Dataset entries
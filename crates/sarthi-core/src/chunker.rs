//! Recursive boundary-aware text chunker.
//!
//! Splits extracted text into bounded, overlapping segments for embedding.
//! Prefers breaking at paragraph, then line, then sentence, then word
//! boundaries before falling back to hard character splits. Deterministic
//! for identical input.

use crate::config::ChunkerConfig;

/// Separator cascade tried in order; a hard character split is the final
/// fallback when a fragment has no usable boundary.
const SEPARATORS: [&str; 4] = ["\n\n", "\n", ". ", " "];

/// Boundary-aware splitter with a fixed maximum chunk size and fixed overlap
/// between consecutive chunks.
#[derive(Debug, Clone)]
pub struct RecursiveTextChunker {
    chunk_size: usize,
    chunk_overlap: usize,
}

impl RecursiveTextChunker {
    pub fn new(config: &ChunkerConfig) -> Self {
        // Overlap must leave room for fresh content in every chunk.
        let chunk_overlap = config.chunk_overlap.min(config.chunk_size / 2);
        Self {
            chunk_size: config.chunk_size.max(1),
            chunk_overlap,
        }
    }

    /// Split `text` into ordered chunks. Every chunk is at most
    /// `chunk_size` characters unless a single unbreakable token exceeds the
    /// bound, in which case it is hard-split anyway.
    pub fn chunk(&self, text: &str) -> Vec<String> {
        let text = text.trim();
        if text.is_empty() {
            return Vec::new();
        }
        self.split_recursive(text, &SEPARATORS)
            .into_iter()
            .map(|c| c.trim().to_string())
            .filter(|c| !c.is_empty())
            .collect()
    }

    fn split_recursive(&self, text: &str, separators: &[&str]) -> Vec<String> {
        if char_len(text) <= self.chunk_size {
            return vec![text.to_string()];
        }

        let Some((sep, rest)) = separators.split_first() else {
            return self.hard_split(text);
        };

        if !text.contains(sep) {
            return self.split_recursive(text, rest);
        }

        // Split on this separator, re-attaching it to the preceding piece so
        // the merged output reproduces the source text.
        let mut pieces = Vec::new();
        let mut remainder = text;
        while let Some(pos) = remainder.find(sep) {
            let end = pos + sep.len();
            pieces.push(&remainder[..end]);
            remainder = &remainder[end..];
        }
        if !remainder.is_empty() {
            pieces.push(remainder);
        }

        // Pieces still too large descend to finer separators.
        let mut atoms = Vec::new();
        for piece in pieces {
            if char_len(piece) > self.chunk_size {
                atoms.extend(self.split_recursive(piece, rest));
            } else {
                atoms.push(piece.to_string());
            }
        }

        self.merge(atoms)
    }

    /// Greedily pack atoms into chunks, carrying `chunk_overlap` characters
    /// of trailing atoms into the next chunk.
    fn merge(&self, atoms: Vec<String>) -> Vec<String> {
        let mut chunks = Vec::new();
        let mut window: Vec<String> = Vec::new();
        let mut window_len = 0usize;

        for atom in atoms {
            let atom_len = char_len(&atom);
            if window_len + atom_len > self.chunk_size && !window.is_empty() {
                chunks.push(window.concat());
                // Retain a tail of atoms as the overlap prefix.
                while window_len > self.chunk_overlap
                    || (window_len + atom_len > self.chunk_size && !window.is_empty())
                {
                    let removed = window.remove(0);
                    window_len -= char_len(&removed);
                    if window.is_empty() {
                        break;
                    }
                }
            }
            window_len += atom_len;
            window.push(atom);
        }

        if !window.is_empty() {
            chunks.push(window.concat());
        }
        chunks
    }

    /// Character-window fallback for text with no usable boundary.
    fn hard_split(&self, text: &str) -> Vec<String> {
        let chars: Vec<char> = text.chars().collect();
        let step = self.chunk_size - self.chunk_overlap;
        let mut chunks = Vec::new();
        let mut start = 0;
        while start < chars.len() {
            let end = (start + self.chunk_size).min(chars.len());
            chunks.push(chars[start..end].iter().collect());
            if end == chars.len() {
                break;
            }
            start += step;
        }
        chunks
    }
}

fn char_len(s: &str) -> usize {
    s.chars().count()
}
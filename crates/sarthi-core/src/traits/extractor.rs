//! Source extractor trait.

use async_trait::async_trait;

use crate::error::SarthiResult;
use crate::types::SourceType;

/// One text-extraction strategy per source type.
///
/// Implementations fetch the content behind `url` and return plain text.
/// Any network or parse failure surfaces as an error; the pipeline treats an
/// empty result as a failure too, so extractors don't need to special-case
/// it themselves.
#[async_trait]
pub trait SourceExtractor: Send + Sync {
    /// Extract plain text from the content at `url`.
    async fn extract(&self, url: &str) -> SarthiResult<String>;

    /// The source type this extractor handles.
    fn source_type(&self) -> SourceType;

    /// Human-readable implementation name, for logs.
    fn name(&self) -> &str;
}
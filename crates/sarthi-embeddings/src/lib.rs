//! sarthi-embeddings - Embedding provider implementations for sarthi.
//!
//! # Supported Providers
//!
//! - **OpenAI** (feature: `openai`) - text-embedding-3-small, text-embedding-3-large, etc.
//! - **Ollama** (feature: `ollama`) - Local embedding models via Ollama
//!
//! # Example
//!
//! ```ignore
//! use sarthi_embeddings::EmbedderFactory;
//!
//! // Create an OpenAI embedder
//! let embedder = EmbedderFactory::openai()?;
//!
//! // Or with a specific model
//! let embedder = EmbedderFactory::openai_with_model("text-embedding-3-large", 3072)?;
//! ```

mod factory;
mod ollama;
mod openai;

pub use factory::EmbedderFactory;
pub use ollama::OllamaEmbedder;
pub use openai::OpenAIEmbedder;

// Re-export core types for convenience
pub use sarthi_core::traits::{Embedder, EmbedderConfig, EmbedderProvider};
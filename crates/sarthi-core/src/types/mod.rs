//! Core domain types.

mod chunk;
mod filter;
mod job;
mod material;
mod message;

pub use chunk::{ChunkMetadata, ChunkRecord, ScoredChunk};
pub use filter::ChunkFilter;
pub use job::ProcessingJob;
pub use material::{
    title_from_link, NewMaterial, ProcessingStatus, SourceType, StudyMaterial,
};
pub use message::{ChatRole, StoredMessage, Turn};
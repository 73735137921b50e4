//! Factory for creating chat LLM providers.

use std::sync::Arc;

use sarthi_core::error::SarthiResult;
use sarthi_core::traits::{ChatLlm, LlmConfig, LlmProvider};

use crate::ollama::OllamaLlm;
use crate::openai::OpenAILlm;

/// Factory for creating chat LLM providers.
pub struct LlmFactory;

impl LlmFactory {
    /// Create a chat LLM from the given configuration.
    pub fn create(config: LlmConfig) -> SarthiResult<Arc<dyn ChatLlm>> {
        match config.provider {
            LlmProvider::OpenAI => {
                let llm = OpenAILlm::new(config)?;
                Ok(Arc::new(llm))
            }
            LlmProvider::Ollama => {
                let llm = OllamaLlm::new(config)?;
                Ok(Arc::new(llm))
            }
        }
    }

    /// Create an OpenAI chat LLM with a specific model.
    pub fn openai_with_model(model: impl Into<String>) -> SarthiResult<Arc<dyn ChatLlm>> {
        let config = LlmConfig {
            model: model.into(),
            ..Default::default()
        };
        Self::create(config)
    }

    /// Create an Ollama chat LLM with a specific model.
    pub fn ollama_with_model(model: impl Into<String>) -> SarthiResult<Arc<dyn ChatLlm>> {
        let config = LlmConfig {
            provider: LlmProvider::Ollama,
            model: model.into(),
            ..Default::default()
        };
        Self::create(config)
    }
}
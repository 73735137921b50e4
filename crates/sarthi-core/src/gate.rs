//! Retrieval gate: decides whether a chat query warrants a vector search.
//!
//! A cheap heuristic short-circuit that skips retrieval latency/cost for
//! filler acknowledgments while erring toward retrieval for anything
//! ambiguous.

/// Exact-match filler phrases that never need retrieval.
const FILLERS: [&str; 16] = [
    "ok", "okay", "yes", "no", "continue", "go on", "thanks", "thank you", "great", "cool",
    "nice", "alright", "hmm", "huh", "right", "sure",
];

/// Prefixes that mark a query as explicitly knowledge-seeking.
const KNOWLEDGE_KEYWORDS: [&str; 16] = [
    "what", "why", "how", "when", "where", "explain", "define", "difference", "example",
    "project", "give me", "steps", "concept", "compare", "vs", "summarize",
];

/// Pure decision function: `true` means run a vector search before answering.
///
/// Policy, in priority order: filler phrases and very short non-questions
/// skip retrieval; knowledge-seeking prefixes and trailing question marks
/// force it; everything else defaults to retrieval.
pub fn should_retrieve(query: &str) -> bool {
    let text = query.trim().to_lowercase();
    if text.is_empty() {
        return false;
    }

    if FILLERS.contains(&text.as_str()) {
        return false;
    }

    let word_count = text.split_whitespace().count();
    if word_count <= 2 && !text.contains('?') {
        return false;
    }

    if KNOWLEDGE_KEYWORDS.iter().any(|kw| text.starts_with(kw)) {
        return true;
    }

    if text.ends_with('?') {
        return true;
    }

    true
}

#[cfg(test)]
mod tests {
    use super::*;

    #[test]
    fn fillers_skip_retrieval() {
        assert!(!should_retrieve("ok"));
        assert!(!should_retrieve("thanks"));
        assert!(!should_retrieve("  Thank You  "));
        assert!(!should_retrieve("go on"));
    }

    #[test]
    fn short_non_questions_skip_retrieval() {
        assert!(!should_retrieve("hi"));
        assert!(!should_retrieve("hello there"));
        assert!(!should_retrieve(""));
    }

    #[test]
    fn knowledge_keywords_force_retrieval() {
        assert!(should_retrieve("explain transformers"));
        assert!(should_retrieve("what is a vector?"));
        assert!(should_retrieve("difference between TCP and UDP"));
        assert!(should_retrieve("compare mitosis and meiosis"));
    }

    #[test]
    fn question_mark_forces_retrieval() {
        assert!(should_retrieve("photosynthesis?"));
        assert!(should_retrieve("so the membrane is selective?"));
    }

    #[test]
    fn default_is_retrieval() {
        assert!(should_retrieve("tell me about the krebs cycle"));
    }

    #[test]
    fn gate_is_idempotent() {
        for query in ["ok", "what is dna", "hmm", "summarize chapter 3"] {
            let first = should_retrieve(query);
            for _ in 0..5 {
                assert_eq!(should_retrieve(query), first);
            }
        }
    }
}
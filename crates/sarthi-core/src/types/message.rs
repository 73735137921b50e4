//! Conversation messages: persisted rows and transient prompt turns.

use chrono::{DateTime, Utc};
use serde::{Deserialize, Serialize};

/// Role of a message in a frame conversation.
#[derive(Debug, Clone, Copy, PartialEq, Eq, Serialize, Deserialize)]
#[serde(rename_all = "lowercase")]
pub enum ChatRole {
    User,
    Assistant,
    System,
}

impl ChatRole {
    pub fn as_str(&self) -> &'static str {
        match self {
            ChatRole::User => "user",
            ChatRole::Assistant => "assistant",
            ChatRole::System => "system",
        }
    }

    pub fn parse(s: &str) -> Option<Self> {
        match s {
            "user" => Some(ChatRole::User),
            "assistant" => Some(ChatRole::Assistant),
            "system" => Some(ChatRole::System),
            _ => None,
        }
    }
}

/// One persisted turn in a frame's conversation. Immutable once written.
#[derive(Debug, Clone, Serialize, Deserialize)]
pub struct StoredMessage {
    pub id: String,
    pub frame_id: String,
    /// The user whose conversation this is; assistant turns carry the same id.
    pub owner_id: String,
    pub role: ChatRole,
    pub content: String,
    pub created_at: DateTime<Utc>,
}

/// A transient prompt turn handed to the LLM.
#[derive(Debug, Clone, Serialize, Deserialize)]
pub struct Turn {
    pub role: ChatRole,
    pub content: String,
}

impl Turn {
    /// Create a new user turn.
    pub fn user(content: impl Into<String>) -> Self {
        Self {
            role: ChatRole::User,
            content: content.into(),
        }
    }

    /// Create a new assistant turn.
    pub fn assistant(content: impl Into<String>) -> Self {
        Self {
            role: ChatRole::Assistant,
            content: content.into(),
        }
    }

    /// Create a new system turn.
    pub fn system(content: impl Into<String>) -> Self {
        Self {
            role: ChatRole::System,
            content: content.into(),
        }
    }
}

impl From<&StoredMessage> for Turn {
    fn from(msg: &StoredMessage) -> Self {
        Self {
            role: msg.role,
            content: msg.content.clone(),
        }
    }
}
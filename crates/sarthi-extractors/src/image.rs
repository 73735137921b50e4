//! Image text extraction via Tesseract OCR.

use async_trait::async_trait;

use sarthi_core::error::{SarthiError, SarthiResult};
use sarthi_core::traits::SourceExtractor;
use sarthi_core::types::SourceType;

use crate::fetch::fetch_bytes;

/// OCR extractor for photographed or scanned notes.
///
/// Downloads the image and runs Tesseract inside `spawn_blocking`. The image
/// is converted to grayscale first, which is the format Tesseract expects.
pub struct ImageExtractor {
    client: reqwest::Client,
}

impl ImageExtractor {
    pub fn new() -> Self {
        Self {
            client: reqwest::Client::new(),
        }
    }

    fn ocr(bytes: &[u8]) -> SarthiResult<String> {
        use rusty_tesseract::{Args, Image};

        let img = image::load_from_memory(bytes).map_err(|e| {
            SarthiError::extraction(SourceType::Image, format!("image decode failed: {}", e))
        })?;

        let gray = image::DynamicImage::ImageLuma8(img.to_luma8());
        let tesseract_image = Image::from_dynamic_image(&gray).map_err(|e| {
            SarthiError::extraction(SourceType::Image, format!("image convert failed: {}", e))
        })?;

        rusty_tesseract::image_to_string(&tesseract_image, &Args::default()).map_err(|e| {
            SarthiError::extraction(SourceType::Image, format!("ocr failed: {}", e))
        })
    }
}

impl Default for ImageExtractor {
    fn default() -> Self {
        Self::new()
    }
}

#[async_trait]
impl SourceExtractor for ImageExtractor {
    async fn extract(&self, url: &str) -> SarthiResult<String> {
        let bytes = fetch_bytes(&self.client, url, SourceType::Image).await?;

        tokio::task::spawn_blocking(move || Self::ocr(&bytes))
            .await
            .map_err(|e| {
                SarthiError::extraction(SourceType::Image, format!("extraction task failed: {}", e))
            })?
    }

    fn source_type(&self) -> SourceType {
        SourceType::Image
    }

    fn name(&self) -> &str {
        "tesseract-ocr"
    }
}
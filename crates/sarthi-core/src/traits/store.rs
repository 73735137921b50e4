//! Relational store traits for materials and messages.

use async_trait::async_trait;
use chrono::{DateTime, Utc};

use crate::error::SarthiResult;
use crate::types::{ChatRole, NewMaterial, ProcessingStatus, StoredMessage, StudyMaterial};

/// Title + summary pair used as auxiliary chat context.
#[derive(Debug, Clone)]
pub struct MaterialSummary {
    pub title: String,
    pub summary: String,
}

/// CRUD surface the pipeline and orchestrator need on material rows.
///
/// Implementations must be safe for concurrent use by multiple workers.
#[async_trait]
pub trait MaterialStore: Send + Sync {
    /// Insert a new material with status `Pending`; returns the stored row.
    async fn insert(&self, material: NewMaterial) -> SarthiResult<StudyMaterial>;

    /// Fetch one material by id.
    async fn get(&self, material_id: &str) -> SarthiResult<Option<StudyMaterial>>;

    /// Move a material to `status`. Rejects non-monotonic transitions.
    async fn set_status(&self, material_id: &str, status: ProcessingStatus) -> SarthiResult<()>;

    /// Mark a material `Completed` and store its summary (if any).
    async fn set_completed(&self, material_id: &str, summary: Option<String>) -> SarthiResult<()>;

    /// Summaries of completed materials in a frame, for auxiliary chat context.
    async fn frame_summaries(
        &self,
        owner_id: &str,
        frame_id: &str,
    ) -> SarthiResult<Vec<MaterialSummary>>;

    /// Materials still `Pending` since before `cutoff` - candidates for
    /// re-enqueueing after a crash between insert and enqueue.
    async fn stale_pending(&self, cutoff: DateTime<Utc>) -> SarthiResult<Vec<StudyMaterial>>;

    /// Delete every material in a frame. Vector cleanup is the caller's job.
    async fn delete_frame(&self, owner_id: &str, frame_id: &str) -> SarthiResult<()>;
}

/// Message persistence for frame conversations.
#[async_trait]
pub trait MessageStore: Send + Sync {
    /// Append one immutable message; returns the stored row.
    async fn insert(
        &self,
        frame_id: &str,
        owner_id: &str,
        role: ChatRole,
        content: &str,
    ) -> SarthiResult<StoredMessage>;

    /// The last `limit` messages of a frame in chronological order
    /// (selected most-recent-first, then reversed).
    async fn recent(&self, frame_id: &str, limit: usize) -> SarthiResult<Vec<StoredMessage>>;

    /// Delete every message in a frame.
    async fn delete_frame(&self, frame_id: &str) -> SarthiResult<()>;
}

= Problem details =
Among the entries above, find the line with "let mut start = 0;" and the line with "start += step;"; give again exactly these two lines and all lines between them.

= Response =
        let mut start = 0;
        while start < chars.len() {
            let end = (start + self.chunk_size).min(chars.len());
            chunks.push(chars[start..end].iter().collect());
            if end == chars.len() {
                break;
            }
            start += step;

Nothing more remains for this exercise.